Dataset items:
use std::{
    cmp,
    fmt::Display,
    ops::{Add, Sub},
};

use serde::{Deserialize, Serialize};
use thiserror::Error;

pub const EARTH_RADIUS_KM: f64 = 6371.0;

const LATITUDE_LIMIT: f64 = 90.0;
const LONGITUDE_LIMIT: f64 = 180.0;

#[derive(Error, Debug, Clone, Copy, PartialEq)]
pub enum CoordinateError {
    #[error("Latitude {0} is outside -90 < latitude < 90")]
    Latitude(f64),
    #[error("Longitude {0} is outside -180 < longitude < 180")]
    Longitude(f64),
}

/// Great-circle distance, stored in kilometers.
///
/// Equality and ordering compare the raw `f64` exactly, there is no tolerance.
/// Two distances computed along different paths may differ in the last bit;
/// callers that need a tolerance have to compare `as_kilometers` themselves.
#[derive(Debug, Clone, Copy, Default, Serialize, Deserialize)]
pub struct Distance(f64);

impl PartialEq for Distance {
    fn eq(&self, other: &Self) -> bool {
        self.0 == other.0
    }
}

impl PartialOrd for Distance {
    fn partial_cmp(&self, other: &Self) -> Option<cmp::Ordering> {
        self.0.partial_cmp(&other.0)
    }
}

impl Add for Distance {
    type Output = Self;

    fn add(self, rhs: Self) -> Self::Output {
        Self(self.0 + rhs.0)
    }
}

impl Sub for Distance {
    type Output = Self;

    fn sub(self, rhs: Self) -> Self::Output {
        Self(self.0 - rhs.0)
    }
}

impl Display for Distance {
    fn fmt(&self, f: &mut std::fmt::Formatter<'_>) -> std::fmt::Result {
        f.write_fmt(format_args!("{} km", self.0))
    }
}

impl Distance {
    pub const ZERO: Distance = Distance(0.0);

    pub const fn from_kilometers(distance: f64) -> Self {
        Self(distance)
    }

    /// Haversine distance between `a` and `b` on a sphere of radius
    /// [`EARTH_RADIUS_KM`].
    pub fn between(a: &Coordinate, b: &Coordinate) -> Self {
        let dist_lat = a.latitude - b.latitude;
        let dist_lon = a.longitude - b.longitude;
        let h = f64::powi(f64::sin(dist_lat / 2.0), 2)
            + f64::cos(a.latitude)
                * f64::cos(b.latitude)
                * f64::powi(f64::sin(dist_lon / 2.0), 2);
        let central_angle = 2.0 * f64::asin(f64::sqrt(h));
        Self(central_angle * EARTH_RADIUS_KM)
    }

    pub const fn as_kilometers(&self) -> f64 {
        self.0
    }

    pub const fn as_meters(&self) -> f64 {
        self.0 * 1000.0
    }

    /// Total order over the magnitude, for sorting.
    pub fn total_cmp(&self, other: &Self) -> cmp::Ordering {
        self.0.total_cmp(&other.0)
    }
}

/// A validated point on the globe, held in radians.
#[derive(Debug, Clone, Copy, PartialEq)]
pub struct Coordinate {
    latitude: f64,
    longitude: f64,
}

impl Display for Coordinate {
    fn fmt(&self, f: &mut std::fmt::Formatter<'_>) -> std::fmt::Result {
        f.write_fmt(format_args!(
            "{}, {}",
            self.latitude_degrees(),
            self.longitude_degrees()
        ))
    }
}

impl TryFrom<(f64, f64)> for Coordinate {
    type Error = CoordinateError;

    fn try_from((latitude, longitude): (f64, f64)) -> Result<Self, Self::Error> {
        Self::new(latitude, longitude)
    }
}

impl TryFrom<[f64; 2]> for Coordinate {
    type Error = CoordinateError;

    fn try_from([latitude, longitude]: [f64; 2]) -> Result<Self, Self::Error> {
        Self::new(latitude, longitude)
    }
}

impl Coordinate {
    /// Both bounds are exclusive, so the poles and the antimeridian are rejected.
    /// NaN fails the range check as well.
    pub fn new(latitude: f64, longitude: f64) -> Result<Self, CoordinateError> {
        if !(latitude > -LATITUDE_LIMIT && latitude < LATITUDE_LIMIT) {
            return Err(CoordinateError::Latitude(latitude));
        }
        if !(longitude > -LONGITUDE_LIMIT && longitude < LONGITUDE_LIMIT) {
            return Err(CoordinateError::Longitude(longitude));
        }
        Ok(Self {
            latitude: latitude.to_radians(),
            longitude: longitude.to_radians(),
        })
    }

    pub const fn latitude_radians(&self) -> f64 {
        self.latitude
    }

    pub const fn longitude_radians(&self) -> f64 {
        self.longitude
    }

    pub fn latitude_degrees(&self) -> f64 {
        self.latitude.to_degrees()
    }

    pub fn longitude_degrees(&self) -> f64 {
        self.longitude.to_degrees()
    }

    pub fn distance(&self, coord: &Self) -> Distance {
        Distance::between(self, coord)
    }
}

#[test]
fn distance_test() {
    let coord_a = Coordinate::new(48.85800943005911, 2.3514350059357927).unwrap();
    let coord_b = Coordinate::new(51.5052389927712, -0.12495407345099824).unwrap();
    let d = coord_a.distance(&coord_b);
    assert!((d.as_kilometers() - 343.1).abs() < 1.0);
}

#[test]
fn distance_eq_test() {
    let dist_a = Distance::from_kilometers(1.0);
    let dist_b = Distance::from_kilometers(1.0);
    assert_eq!(dist_a, dist_b)
}

#[test]
fn distance_cmp_test() {
    let dist_a = Distance::from_kilometers(1.0);
    let dist_b = Distance::from_kilometers(0.5);
    assert!(dist_a > dist_b)
}

#[test]
fn boundary_test() {
    assert_eq!(
        Coordinate::new(90.0, 0.0),
        Err(CoordinateError::Latitude(90.0))
    );
    assert_eq!(
        Coordinate::new(0.0, -180.0),
        Err(CoordinateError::Longitude(-180.0))
    );
    assert!(Coordinate::new(f64::NAN, 0.0).is_err());
}
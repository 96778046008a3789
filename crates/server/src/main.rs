mod api;
mod dto;
mod state;

use crate::state::AppState;
use axum::routing::{get, post};
use nearmark::request::{Config, FieldPolicy};
use std::sync::Arc;
use tracing::{error, info};

const PORT: u16 = 3000;

#[tokio::main]
async fn main() {
    tracing_subscriber::fmt().init();

    info!("Starting server...");
    let args: Vec<_> = std::env::args().collect();
    let port = match args.get(1).map(|value| value.parse::<u16>()) {
        None => PORT,
        Some(Ok(port)) => port,
        Some(Err(err)) => {
            error!("Invalid port {:?}: {err}", args[1]);
            std::process::exit(1);
        }
    };
    let policy = match args.get(2).map(String::as_str) {
        None | Some("permissive") => FieldPolicy::Permissive,
        Some("strict") => FieldPolicy::Strict,
        Some(other) => {
            error!("Unknown field policy {other:?}, expected permissive or strict");
            std::process::exit(1);
        }
    };
    let config = Config::default().with_policy(policy);
    info!("Using {config:?}");
    let state = Arc::new(AppState::new(config));

    let app = axum::Router::new()
        .route("/health", get(api::health))
        .route("/nearest", post(api::nearest))
        .with_state(state);
    let listener = match tokio::net::TcpListener::bind(format!("0.0.0.0:{}", port)).await {
        Ok(listener) => listener,
        Err(err) => {
            error!("Could not bind port {port}: {err}");
            std::process::exit(1);
        }
    };
    info!("Listening to port {port}");
    if let Err(err) = axum::serve(listener, app).await {
        error!("Server stopped: {err}");
        std::process::exit(1);
    }
}
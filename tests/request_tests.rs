use nearmark::prelude::*;
use nearmark::request;

#[test]
fn permissive_defaults_test() {
    let json = r#"{
        "position": [1.0, 1.0],
        "markers": [
            { "name": "far", "position": [40.0, 40.0] },
            { "position": [2.0, 2.0] },
            { "name": "origin" }
        ]
    }"#;
    let request: Request = serde_json::from_str(json).unwrap();
    // The nameless marker is nearest, so the answer is the empty default name.
    assert_eq!(solve(&request), Ok(String::new()));
}

#[test]
fn missing_position_defaults_to_origin_test() {
    let json = r#"{ "markers": [ { "name": "a", "position": [10.0, 10.0] }, { "name": "b" } ] }"#;
    let request: Request = serde_json::from_str(json).unwrap();
    assert_eq!(solve(&request), Ok("b".to_string()));
}

#[test]
fn strict_policy_test() {
    let finder = Finder::new(Config::default().with_policy(FieldPolicy::Strict));

    let request: Request =
        serde_json::from_str(r#"{ "position": [0.0, 0.0], "markers": [ { "name": "a" } ] }"#)
            .unwrap();
    assert_eq!(
        finder.solve(&request),
        Err(Error::Request(request::Error::MissingField {
            index: 0,
            field: "position"
        }))
    );

    let request: Request =
        serde_json::from_str(r#"{ "position": [0.0, 0.0], "markers": [ { "position": [1.0, 1.0] } ] }"#)
            .unwrap();
    assert_eq!(
        finder.solve(&request),
        Err(Error::Request(request::Error::MissingField {
            index: 0,
            field: "name"
        }))
    );

    let request: Request =
        serde_json::from_str(r#"{ "markers": [ { "name": "a", "position": [1.0, 1.0] } ] }"#)
            .unwrap();
    assert_eq!(
        finder.solve(&request),
        Err(Error::Request(request::Error::MissingRequestField("position")))
    );
}

#[test]
fn resolve_test() {
    let raw = RawMarker::default();
    assert_eq!(
        raw.resolve(FieldPolicy::Permissive, 3),
        Ok((String::new(), [0.0, 0.0]))
    );
    assert!(raw.resolve(FieldPolicy::Strict, 3).is_err());
}

#[test]
fn policy_from_json_test() {
    let policy: FieldPolicy = serde_json::from_str(r#""strict""#).unwrap();
    assert_eq!(policy, FieldPolicy::Strict);
}

#[test]
fn config_default_test() {
    let config = Config::default();
    assert!(!config.accepts(0));
    assert!(config.accepts(1));
    assert!(config.accepts(99));
    assert!(!config.accepts(100));
    assert_eq!(config.policy, FieldPolicy::Permissive);
}

#[test]
fn reference_position_test() {
    let request: Request = serde_json::from_str(r#"{ "markers": [] }"#).unwrap();
    assert_eq!(
        request.reference_position(FieldPolicy::Permissive),
        Ok([0.0, 0.0])
    );
    assert_eq!(
        request.reference_position(FieldPolicy::Strict),
        Err(request::Error::MissingRequestField("position"))
    );
}

#[test]
fn null_position_defaults_to_origin_test() {
    let json = r#"{ "position": [1.0, 1.0], "markers": [ { "name": "a", "position": null } ] }"#;
    let request: Request = serde_json::from_str(json).unwrap();
    assert_eq!(request.markers()[0].position, None);
    assert_eq!(solve(&request), Ok("a".to_string()));

    let finder = Finder::new(Config::default().with_policy(FieldPolicy::Strict));
    assert_eq!(
        finder.solve(&request),
        Err(Error::Request(request::Error::MissingField {
            index: 0,
            field: "position"
        }))
    );
}
pub mod geo;

pub use geo::*;
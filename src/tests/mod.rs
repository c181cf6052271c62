//! Unit tests for splotr modules
//!
//! Tests are organized by module and functionality.
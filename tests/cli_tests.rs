//! End-to-end tests for the splotr binary

use std::fs;
use std::path::PathBuf;
use std::process::Command;

fn splotr() -> Command {
    Command::new(env!("CARGO_BIN_EXE_splotr"))
}

fn temp_file(name: &str, contents: &[u8]) -> PathBuf {
    let path = std::env::temp_dir().join(format!("splotr_cli_{}_{}", std::process::id(), name));
    fs::write(&path, contents).expect("Failed to write temp file");
    path
}

#[test]
fn test_prints_banner_and_summary() {
    // original + copyright, emphasis 3
    let path = temp_file("summary.mp3", &[0b0000_1111, 0x20, 0xFB, 0xFF, 0x00]);
    let output = splotr().arg(&path).output().expect("Failed to run splotr");

    assert!(output.status.success());
    let stdout = String::from_utf8_lossy(&output.stdout);
    assert!(stdout.starts_with("Splotr v1.0 - sound plotter\nWritten by Ian M. Moffett\n"));
    assert!(stdout.contains("Emphasis:  3\n"));
    assert!(stdout.contains("Original copy:  yes\n"));
    assert!(stdout.contains("Is copyrighted:  yes\n"));
    fs::remove_file(&path).ok();
}

#[test]
fn test_quiet_verbose_output() {
    let path = temp_file("verbose.mp3", &[0x40, 0x20, 0xFB, 0xFF, 0x00]);
    let output = splotr().args(["-q", "-v"]).arg(&path).output().expect("Failed to run splotr");

    assert!(output.status.success());
    let stdout = String::from_utf8_lossy(&output.stdout);
    assert!(!stdout.contains("Splotr v1.0"));
    assert!(stdout.contains("Layer:  Layer III"));
    fs::remove_file(&path).ok();
}

#[test]
fn test_missing_argument_fails() {
    let output = splotr().output().expect("Failed to run splotr");

    assert!(!output.status.success());
    assert!(String::from_utf8_lossy(&output.stderr).contains("too few arguments!"));
    // Banner is printed before arguments are checked
    let stdout = String::from_utf8_lossy(&output.stdout);
    assert!(stdout.starts_with("Splotr v1.0 - sound plotter\n"));
}

#[test]
fn test_unreadable_file_fails_with_path() {
    let path = std::env::temp_dir().join("splotr_cli_missing.mp3");
    let output = splotr().arg(&path).output().expect("Failed to run splotr");

    assert!(!output.status.success());
    let stdout = String::from_utf8_lossy(&output.stdout);
    assert!(stdout.contains(&format!("Could not find {}", path.display())));
}

#[test]
fn test_short_file_fails() {
    let path = temp_file("short.mp3", &[0xFF, 0xFB]);
    let output = splotr().arg(&path).output().expect("Failed to run splotr");

    assert!(!output.status.success());
    assert!(String::from_utf8_lossy(&output.stderr).contains("Truncated input"));
    fs::remove_file(&path).ok();
}

#[cfg(feature = "json")]
#[test]
fn test_json_output() {
    let path = temp_file("json.mp3", &[0x40, 0x20, 0xFB, 0xFF, 0x00]);
    let output = splotr().args(["-q", "-j"]).arg(&path).output().expect("Failed to run splotr");

    assert!(output.status.success());
    let header: splotr::FrameHeader =
        serde_json::from_slice(&output.stdout).expect("stdout should be a JSON header");
    assert_eq!(header.frame_sync, 0x7FF);
    assert_eq!(header.layer_description, 1);
    assert_eq!(header.channel_mode, 1);
    fs::remove_file(&path).ok();
}

#[cfg(not(feature = "json"))]
#[test]
fn test_json_flag_requires_feature() {
    let path = temp_file("no_json.mp3", &[0x40, 0x20, 0xFB, 0xFF, 0x00]);
    let output = splotr().args(["-q", "-j"]).arg(&path).output().expect("Failed to run splotr");

    assert_eq!(output.status.code(), Some(1));
    assert!(String::from_utf8_lossy(&output.stderr).contains("JSON output requires the `json` feature"));
    assert!(output.stdout.is_empty());
    fs::remove_file(&path).ok();
}
//! Human-readable header reports
//!
//! The default report prints the emphasis code and whether the media is
//! original and copyrighted. Verbose reports list every raw field followed
//! by its interpretation.

use crate::header::{FrameHeader, HeaderField};
use crate::tables;
use std::fmt::Write;

/// Report output format
#[derive(Debug, Clone, Copy, PartialEq, Eq, Default)]
pub enum OutputFormat {
    /// Plain text lines
    #[default]
    Text,
    /// Pretty-printed JSON object
    #[cfg(feature = "json")]
    Json,
}

/// Report configuration
#[derive(Debug, Clone, Default)]
pub struct ReportOptions {
    /// List every field instead of the summary lines
    pub verbose: bool,
    /// Output format
    pub format: OutputFormat,
}

impl ReportOptions {
    /// Create options with default values
    pub fn new() -> Self {
        Self::default()
    }

    /// Set verbose output
    pub fn verbose(mut self, verbose: bool) -> Self {
        self.verbose = verbose;
        self
    }

    /// Set the output format
    pub fn format(mut self, format: OutputFormat) -> Self {
        self.format = format;
        self
    }
}

/// "yes" or "no"
pub fn yes_no(flag: bool) -> &'static str {
    if flag {
        "yes"
    } else {
        "no"
    }
}

/// Render a report for `header`
pub fn render(header: &FrameHeader, options: &ReportOptions) -> String {
    match options.format {
        OutputFormat::Text if options.verbose => render_verbose(header),
        OutputFormat::Text => render_summary(header),
        #[cfg(feature = "json")]
        OutputFormat::Json => render_json(header),
    }
}

fn render_summary(header: &FrameHeader) -> String {
    format!(
        "Emphasis:  {}\nOriginal copy:  {}\nIs copyrighted:  {}\n",
        header.emphasis,
        yes_no(header.is_original()),
        yes_no(header.is_copyrighted())
    )
}

fn render_verbose(header: &FrameHeader) -> String {
    let mut out = String::new();

    // write! into a String cannot fail
    for field in HeaderField::ALL {
        let _ = writeln!(
            out,
            "{:<20} {:>4}  ({:0width$b})",
            field.name(),
            header.get(field),
            header.get(field),
            width = field.width() as usize
        );
    }

    let version = header.version();
    let layer = header.layer();
    let mode = header.channel_mode();

    let _ = writeln!(out);
    let _ = writeln!(out, "Frame sync valid:  {}", yes_no(header.has_valid_sync()));
    let _ = writeln!(out, "Version:  {}", version);
    let _ = writeln!(out, "Layer:  {}", layer);
    let _ = writeln!(out, "CRC protected:  {}", yes_no(header.is_crc_protected()));
    match tables::sample_rate(version, header.sampling_rate_index) {
        Some(rate) => {
            let _ = writeln!(out, "Sampling rate:  {} Hz", rate);
        }
        None => {
            let _ = writeln!(out, "Sampling rate:  reserved");
        }
    }
    let _ = writeln!(out, "Padded:  {}", yes_no(header.is_padded()));
    let _ = writeln!(out, "Channel mode:  {}", mode);
    if mode.uses_mode_extension() {
        if let Some(ext) = tables::mode_extension(layer, header.mode_extension) {
            let _ = writeln!(out, "Mode extension:  {}", ext);
        }
    }
    let _ = writeln!(out, "Emphasis:  {}", header.emphasis());
    let _ = writeln!(out, "Original copy:  {}", yes_no(header.is_original()));
    let _ = writeln!(out, "Is copyrighted:  {}", yes_no(header.is_copyrighted()));
    out
}

#[cfg(feature = "json")]
fn render_json(header: &FrameHeader) -> String {
    let mut out = serde_json::to_string_pretty(header)
        .expect("FrameHeader holds only integer fields, which always serialize");
    out.push('\n');
    out
}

▶ TASK GOAL
Using the records, work out how many lines include "code", and reply with that number alone.

▶ REPLY TO THE TASK
2